Economic Research Forum (ERF)

Religion as a catalyst for trade: evidence from Turkish exports

73
Does religious affinity help firms to get access to foreign markets? This column reports evidence that sharing Islamic beliefs with potential customers abroad eases the first-time access to export markets of manufacturing firms active in Turkey. The nexus between religiosity and trade may help to explain the recent tightening of Turkey’s trading relationship with the Muslim world – and between Muslim-majority countries more generally.

In a nutshell

Religious affinity between countries can have powerful effects on the trade flows between them.

Evidence from Turkey indicates that commonality of Islamic beliefs significantly eases firms’ first-time entry into export markets.

Adherence to the same religion influences firms’ entry into export markets significantly more for producers of ‘trust-intensive products’ – goods for which the difficulty of assessing their intrinsic characteristics may entail a higher amount of trust in the trading relationship.

Is religion good for the economy? This question has long been debated in economic research, which now has an extensive body of empirical evidence on the economic impact of religious beliefs. Barro and McLeary (2003) find positive effects of religiosity on growth. Guiso et al (2003) confirm that on average, religious beliefs are associated with economic attitudes that are conducive to higher per capita income and growth.

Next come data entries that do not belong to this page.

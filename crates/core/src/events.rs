//! Best-effort progress notifications for whoever is listening (a CLI spinner, a UI panel).
//!
//! Publishing never fails: with no subscriber the event is counted as unrouted and dropped.

use std::sync::{
    Arc,
    atomic::{AtomicU64, Ordering},
};

use serde::Serialize;
use tokio::sync::broadcast;
use tracing::debug;
use uuid::Uuid;

use crate::{
    provider::ProviderKind,
    types::{TranscriptSource, VideoId},
};

#[derive(Clone, Debug, PartialEq, Eq, Serialize)]
#[serde(tag = "type", rename_all = "snake_case")]
pub enum PipelineEvent {
    CacheHit {
        request_id: Uuid,
        video_id: VideoId,
    },
    TranscriptFetched {
        request_id: Uuid,
        video_id: VideoId,
        available: bool,
        source: TranscriptSource,
    },
    ProviderAttempt {
        request_id: Uuid,
        provider: ProviderKind,
    },
    ProviderFailed {
        request_id: Uuid,
        provider: ProviderKind,
        error: String,
    },
    SummaryReady {
        request_id: Uuid,
        video_id: VideoId,
        provider: ProviderKind,
    },
    PipelineFailed {
        request_id: Uuid,
        video_id: Option<VideoId>,
        message: String,
    },
}

impl PipelineEvent {
    pub fn event_type(&self) -> &'static str {
        match self {
            PipelineEvent::CacheHit { .. } => "cache.hit",
            PipelineEvent::TranscriptFetched { .. } => "transcript.fetched",
            PipelineEvent::ProviderAttempt { .. } => "provider.attempt",
            PipelineEvent::ProviderFailed { .. } => "provider.failed",
            PipelineEvent::SummaryReady { .. } => "summary.ready",
            PipelineEvent::PipelineFailed { .. } => "pipeline.failed",
        }
    }

    pub fn request_id(&self) -> Uuid {
        match self {
            PipelineEvent::CacheHit { request_id, .. }
            | PipelineEvent::TranscriptFetched { request_id, .. }
            | PipelineEvent::ProviderAttempt { request_id, .. }
            | PipelineEvent::ProviderFailed { request_id, .. }
            | PipelineEvent::SummaryReady { request_id, .. }
            | PipelineEvent::PipelineFailed { request_id, .. } => *request_id,
        }
    }
}

#[derive(Clone)]
pub struct Notifier {
    inner: Arc<NotifierInner>,
}

struct NotifierInner {
    tx: broadcast::Sender<PipelineEvent>,
    unrouted_publish_total: AtomicU64,
}

impl Notifier {
    pub fn new(capacity: usize) -> Self {
        let (tx, _) = broadcast::channel(capacity);
        Self {
            inner: Arc::new(NotifierInner {
                tx,
                unrouted_publish_total: AtomicU64::new(0),
            }),
        }
    }

    pub fn subscribe(&self) -> broadcast::Receiver<PipelineEvent> {
        self.inner.tx.subscribe()
    }

    pub fn publish(&self, event: PipelineEvent) {
        if let Err(broadcast::error::SendError(event)) = self.inner.tx.send(event) {
            self.inner
                .unrouted_publish_total
                .fetch_add(1, Ordering::Relaxed);
            debug!(
                event_type = event.event_type(),
                request_id = %event.request_id(),
                "no listener for pipeline event"
            );
        }
    }

    pub fn unrouted_publish_total(&self) -> u64 {
        self.inner.unrouted_publish_total.load(Ordering::Relaxed)
    }
}

impl Default for Notifier {
    fn default() -> Self {
        Self::new(64)
    }
}

#[cfg(test)]
mod tests {
    use super::*;

    #[test]
    fn publishing_without_listener_is_counted_not_failed() {
        let notifier = Notifier::default();
        notifier.publish(PipelineEvent::ProviderAttempt {
            request_id: Uuid::new_v4(),
            provider: ProviderKind::Gemini,
        });

        assert_eq!(notifier.unrouted_publish_total(), 1);
    }

    #[tokio::test]
    async fn subscribers_receive_events_in_order() {
        let notifier = Notifier::default();
        let mut rx = notifier.subscribe();
        let request_id = Uuid::new_v4();

        notifier.publish(PipelineEvent::ProviderAttempt {
            request_id,
            provider: ProviderKind::Gemini,
        });
        notifier.publish(PipelineEvent::ProviderFailed {
            request_id,
            provider: ProviderKind::Gemini,
            error: "HTTP 500".into(),
        });

        assert_eq!(rx.recv().await.unwrap().event_type(), "provider.attempt");
        let failed = rx.recv().await.unwrap();
        assert_eq!(failed.event_type(), "provider.failed");
        assert_eq!(failed.request_id(), request_id);
        assert_eq!(notifier.unrouted_publish_total(), 0);
    }

    #[test]
    fn events_serialize_with_type_tag() {
        let event = PipelineEvent::CacheHit {
            request_id: Uuid::nil(),
            video_id: VideoId::new("abc123"),
        };

        let json = serde_json::to_value(&event).unwrap();
        assert_eq!(json["type"], "cache_hit");
        assert_eq!(json["video_id"], "abc123");
    }
}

Nevertheless, there are some exceptions and some differences across religious denominations. As an example, regardless of the denomination, religiously raised people display higher intolerance towards diverse cultures, a trait that is more evident among Hindus and Muslims (Guiso et al, 2003). For adherents of Islam, further studies document some negative perceptions of the new and of diversity by some of them, and go on to discuss the likely negative impact of these perceptions on economic flourishing (Chaney, 2008). Such aversion towards diverse religions and cultures in Islam could turn into a cultural barrier to international trade.

Nonetheless, Islam considers trade to be as important as production, since it adds value to goods and brings benefits to both trading partners (Helble, 2007). Islam can thus have an important and selective effect on the trading relationships of its adherents with foreign customers. In other words, the sharing of Islamic values with trading partners should create preferential export market access compared with access to markets where trading partners belong to different religious denominations.

Along these lines, in a recent empirical study (Lo Turco and Maggioni, 2018), we show that sharing Islamic beliefs with potential customers abroad eases the first-time foreign market access of manufacturing firms active in Turkey.

Although Turkey is an almost totally Muslim country, the extent of religiosity across its provinces is heterogeneous. It is also unrelated to local economic conditions. A further trait of interest is the growing importance of religion in the political, social and economic life of the country since the AKP came to power in 2002 (Buğra and Osman, 2014).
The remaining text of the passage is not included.